The President, in endeavouring to justify the provisions of this Article, has talked of the desirability of giving the Taoiseach power to deal with a member or members of the Government with whom it is difficult to work. Of course, in actual practice, that may mean that it is not because it is difficult for the Taoiseach to work with the other members of the Council, but that, in fact, it is very difficult for the normal members of the Executive Council to work with the Taoiseach. The Taoiseach may develop all kinds of peculiar views on particular matters and may desire, in his fanatical enthusiasm for these views, to remove from the Executive Council persons who differ from his views or challenge his right to implement views of that kind. The President, in the discussion on this Bill, is definitely standing for a scheme which makes the Taoiseach the boss of the Executive Council and of the Government. In other words, every other member of the Executive Council holds office at the will and pleasure, not of the Dáil, but of the Taoiseach, and it is possible for the Taoiseach under this Article to remove from membership of the Government any particular member. It is not necessary for that particular member to commit an offence. It is not necessary for him to be a negligent Minister. It is not necessary for him to commit any acts of wilful neglect. All that is necessary under this Article is that the Taoiseach should take a dislike to any member of the Executive Council for any particular reason, whereupon he can tender that advice to the President and ask for the resignation of that member of the Government or have his appointment terminated.
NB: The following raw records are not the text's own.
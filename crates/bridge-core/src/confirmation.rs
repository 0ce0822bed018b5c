//! Payment Confirmation Engine
//!
//! Drives a server-created payment intent from the client side until it
//! reaches a terminal state, presenting authentication challenges (3-D Secure
//! redirects, SDK challenges) through the host's [`AuthenticationContext`].
//!
//! ```text
//!                ┌─────────── confirm ───────────┐
//!                │                               ▼
//!  requires_confirmation / requires_payment_method     requires_action ──challenge──▶ re-fetch
//!                                                          │
//!  succeeded / requires_capture / processing ─▶ Succeeded  │ canceled challenge ─▶ Canceled
//!  canceled ─▶ Canceled                                    │ failed challenge ───▶ Failed
//!  requires_payment_method after confirm ─▶ Failed ◀───────┘ too many rounds
//! ```

use std::sync::Arc;

use async_trait::async_trait;
use serde::{Deserialize, Serialize};
use serde_json::Value;
use tracing::{debug, info, warn};

use crate::config::PublishableKey;
use crate::error::{BridgeError, Result};
use crate::processor::{JsonMap, PaymentProcessor};

/// Client secret of a payment intent (`pi_..._secret_...`)
#[derive(Clone, PartialEq, Eq)]
pub struct ClientSecret {
    secret: String,
    intent_id: String,
}

impl ClientSecret {
    pub fn parse(secret: &str) -> Result<Self> {
        let (intent_id, tail) = secret.split_once("_secret_").ok_or_else(|| {
            BridgeError::invalid_argument(
                "paymentIntentSecret",
                "not a payment intent client secret",
            )
        })?;

        if intent_id.is_empty() || tail.is_empty() {
            return Err(BridgeError::invalid_argument(
                "paymentIntentSecret",
                "not a payment intent client secret",
            ));
        }

        Ok(Self {
            secret: secret.to_owned(),
            intent_id: intent_id.to_owned(),
        })
    }

    pub(crate) fn from_parts(intent_id: &str, tail: &str) -> Self {
        Self {
            secret: format!("{intent_id}_secret_{tail}"),
            intent_id: intent_id.to_owned(),
        }
    }

    pub fn intent_id(&self) -> &str {
        &self.intent_id
    }

    pub fn expose(&self) -> &str {
        &self.secret
    }
}

impl std::fmt::Debug for ClientSecret {
    fn fmt(&self, f: &mut std::fmt::Formatter<'_>) -> std::fmt::Result {
        // The secret authorizes the intent; only its id is printable
        f.debug_struct("ClientSecret")
            .field("intent_id", &self.intent_id)
            .finish_non_exhaustive()
    }
}

/// Payment intent status as reported by the processor
#[derive(Clone, Copy, Debug, PartialEq, Eq, Serialize, Deserialize)]
#[serde(rename_all = "snake_case")]
pub enum IntentStatus {
    RequiresPaymentMethod,
    RequiresConfirmation,
    RequiresAction,
    Processing,
    RequiresCapture,
    Canceled,
    Succeeded,
    #[serde(other)]
    Unknown,
}

/// What the customer has to do before the intent can proceed
#[derive(Clone, Debug, PartialEq, Eq)]
pub enum NextAction {
    /// Open `url` (3-D Secure page, bank redirect) and come back to `return_url`
    RedirectToUrl {
        url: String,
        return_url: Option<String>,
    },

    /// Native SDK challenge; the payload is passed through untouched
    UseStripeSdk(Value),

    /// Any other action type
    Other { kind: String, raw: Value },
}

impl NextAction {
    fn from_json(value: &Value) -> Option<Self> {
        let kind = value.get("type")?.as_str()?;
        let action = match kind {
            "redirect_to_url" => {
                let redirect = value.get("redirect_to_url")?;
                NextAction::RedirectToUrl {
                    url: redirect.get("url")?.as_str()?.to_owned(),
                    return_url: redirect
                        .get("return_url")
                        .and_then(Value::as_str)
                        .map(str::to_owned),
                }
            }
            "use_stripe_sdk" => {
                let payload = value.get("use_stripe_sdk").cloned().unwrap_or(Value::Null);
                NextAction::UseStripeSdk(payload)
            }
            other => NextAction::Other {
                kind: other.to_owned(),
                raw: value.clone(),
            },
        };
        Some(action)
    }

    pub fn kind(&self) -> &str {
        match self {
            NextAction::RedirectToUrl { .. } => "redirect_to_url",
            NextAction::UseStripeSdk(_) => "use_stripe_sdk",
            NextAction::Other { kind, .. } => kind.as_str(),
        }
    }
}

/// The parts of a payment intent the engine looks at
#[derive(Clone, Debug, PartialEq, Eq)]
pub struct IntentSnapshot {
    pub id: String,
    pub status: IntentStatus,
    pub next_action: Option<NextAction>,
}

impl IntentSnapshot {
    pub fn from_json(intent: &JsonMap) -> Result<Self> {
        let id = intent
            .get("id")
            .and_then(Value::as_str)
            .ok_or_else(|| BridgeError::Decode("payment intent has no id".into()))?
            .to_owned();

        let status = intent
            .get("status")
            .cloned()
            .ok_or_else(|| BridgeError::Decode("payment intent has no status".into()))
            .and_then(|s| {
                serde_json::from_value(s)
                    .map_err(|e| BridgeError::Decode(format!("payment intent status: {e}")))
            })?;

        let next_action = intent
            .get("next_action")
            .filter(|v| !v.is_null())
            .and_then(NextAction::from_json);

        Ok(Self {
            id,
            status,
            next_action,
        })
    }
}

/// Result of presenting a challenge to the customer
#[derive(Clone, Debug, PartialEq, Eq)]
pub enum ChallengeOutcome {
    /// Customer went through the challenge; the processor has the verdict
    Completed,
    /// Customer dismissed the challenge
    Canceled,
    /// Challenge could not be presented or errored
    Failed(String),
}

/// Host capability for presenting interactive authentication
#[async_trait]
pub trait AuthenticationContext: Send + Sync {
    async fn present_challenge(&self, intent_id: &str, action: &NextAction) -> ChallengeOutcome;
}

/// Terminal state of a confirmation
#[derive(Clone, Copy, Debug, PartialEq, Eq, Serialize, Deserialize)]
#[serde(rename_all = "snake_case")]
pub enum ConfirmationOutcome {
    Succeeded,
    Failed,
    Canceled,
}

#[derive(Clone, Copy, Debug, PartialEq, Eq)]
enum Stage {
    Fetched,
    Confirmed,
    Challenged,
}

/// Drives payment intents to a terminal state
pub struct ConfirmationEngine {
    processor: Arc<dyn PaymentProcessor>,
    auth: Arc<dyn AuthenticationContext>,
    max_rounds: u32,
}

impl ConfirmationEngine {
    pub fn new(
        processor: Arc<dyn PaymentProcessor>,
        auth: Arc<dyn AuthenticationContext>,
        max_rounds: u32,
    ) -> Self {
        Self {
            processor,
            auth,
            max_rounds,
        }
    }

    /// Confirm and authenticate the intent behind `client_secret`.
    ///
    /// Transport and decode failures come back as `Err`; every definitive
    /// status comes back as a [`ConfirmationOutcome`].
    pub async fn authenticate_payment(
        &self,
        publishable_key: &PublishableKey,
        client_secret: &ClientSecret,
    ) -> Result<ConfirmationOutcome> {
        let intent_id = client_secret.intent_id();
        debug!(intent_id, "Authenticating payment intent");

        let mut intent = self.fetch(publishable_key, client_secret).await?;
        let mut stage = Stage::Fetched;
        let mut rounds = 0;

        loop {
            debug!(intent_id, status = ?intent.status, stage = ?stage, "Payment intent state");

            match (intent.status, stage) {
                (
                    IntentStatus::Succeeded
                    | IntentStatus::RequiresCapture
                    | IntentStatus::Processing,
                    _,
                ) => {
                    info!(intent_id, status = ?intent.status, "Payment intent succeeded");
                    return Ok(ConfirmationOutcome::Succeeded);
                }

                (IntentStatus::Canceled, _) => return Ok(ConfirmationOutcome::Canceled),

                // Manual confirmation: the merchant server confirms after the challenge
                (IntentStatus::RequiresConfirmation, Stage::Challenged) => {
                    return Ok(ConfirmationOutcome::Succeeded);
                }

                (
                    IntentStatus::RequiresConfirmation | IntentStatus::RequiresPaymentMethod,
                    Stage::Fetched,
                ) => {
                    intent = self.confirm(publishable_key, client_secret).await?;
                    stage = Stage::Confirmed;
                }

                (IntentStatus::RequiresAction, _) => {
                    if rounds >= self.max_rounds {
                        warn!(intent_id, rounds, "Too many authentication rounds");
                        return Ok(ConfirmationOutcome::Failed);
                    }
                    rounds += 1;

                    let Some(action) = intent.next_action.take() else {
                        warn!(intent_id, "Intent requires action but has no next_action");
                        return Ok(ConfirmationOutcome::Failed);
                    };

                    match self.auth.present_challenge(&intent.id, &action).await {
                        ChallengeOutcome::Completed => {
                            intent = self.fetch(publishable_key, client_secret).await?;
                            stage = Stage::Challenged;
                        }
                        ChallengeOutcome::Canceled => {
                            info!(intent_id, action = action.kind(), "Authentication canceled");
                            return Ok(ConfirmationOutcome::Canceled);
                        }
                        ChallengeOutcome::Failed(reason) => {
                            warn!(
                                intent_id,
                                action = action.kind(),
                                reason = %reason,
                                "Authentication failed"
                            );
                            return Ok(ConfirmationOutcome::Failed);
                        }
                    }
                }

                (
                    IntentStatus::RequiresConfirmation
                    | IntentStatus::RequiresPaymentMethod
                    | IntentStatus::Unknown,
                    _,
                ) => {
                    warn!(intent_id, status = ?intent.status, "Payment intent did not complete");
                    return Ok(ConfirmationOutcome::Failed);
                }
            }
        }
    }

    async fn fetch(
        &self,
        publishable_key: &PublishableKey,
        client_secret: &ClientSecret,
    ) -> Result<IntentSnapshot> {
        let json = self
            .processor
            .retrieve_payment_intent(publishable_key, client_secret)
            .await?;
        IntentSnapshot::from_json(&json)
    }

    async fn confirm(
        &self,
        publishable_key: &PublishableKey,
        client_secret: &ClientSecret,
    ) -> Result<IntentSnapshot> {
        let json = self
            .processor
            .confirm_payment_intent(publishable_key, client_secret)
            .await?;
        IntentSnapshot::from_json(&json)
    }
}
I think it is inevitable that a scheme of that kind will create an atmosphere in which each member of the Government will regard himself as holding office at the will and pleasure of the Taoiseach. That kind of insecurity will inevitably beget an Executive Council, not of the type that is necessary if the collective responsibility of a Cabinet is to work with a reasonable degree of satisfaction. Taking the views which the President has expressed on this section, and comparing these views with the present position, I think there is a much stronger case to be made for the present position, namely, that the Executive Council stands as a unit. If the Executive Council cannot agree amongst themselves, the Taoiseach should come to the Dáil, resign, and get a new lease of life if he desires a new lease of life, eliminating the obstreperous members of the Executive Council with whom, for one reason or another, the Taoiseach thinks he cannot work. That is a reasonable method of adjusting a difficulty within the Cabinet. I think it is a democratic method of adjusting the difficulty within the Cabinet.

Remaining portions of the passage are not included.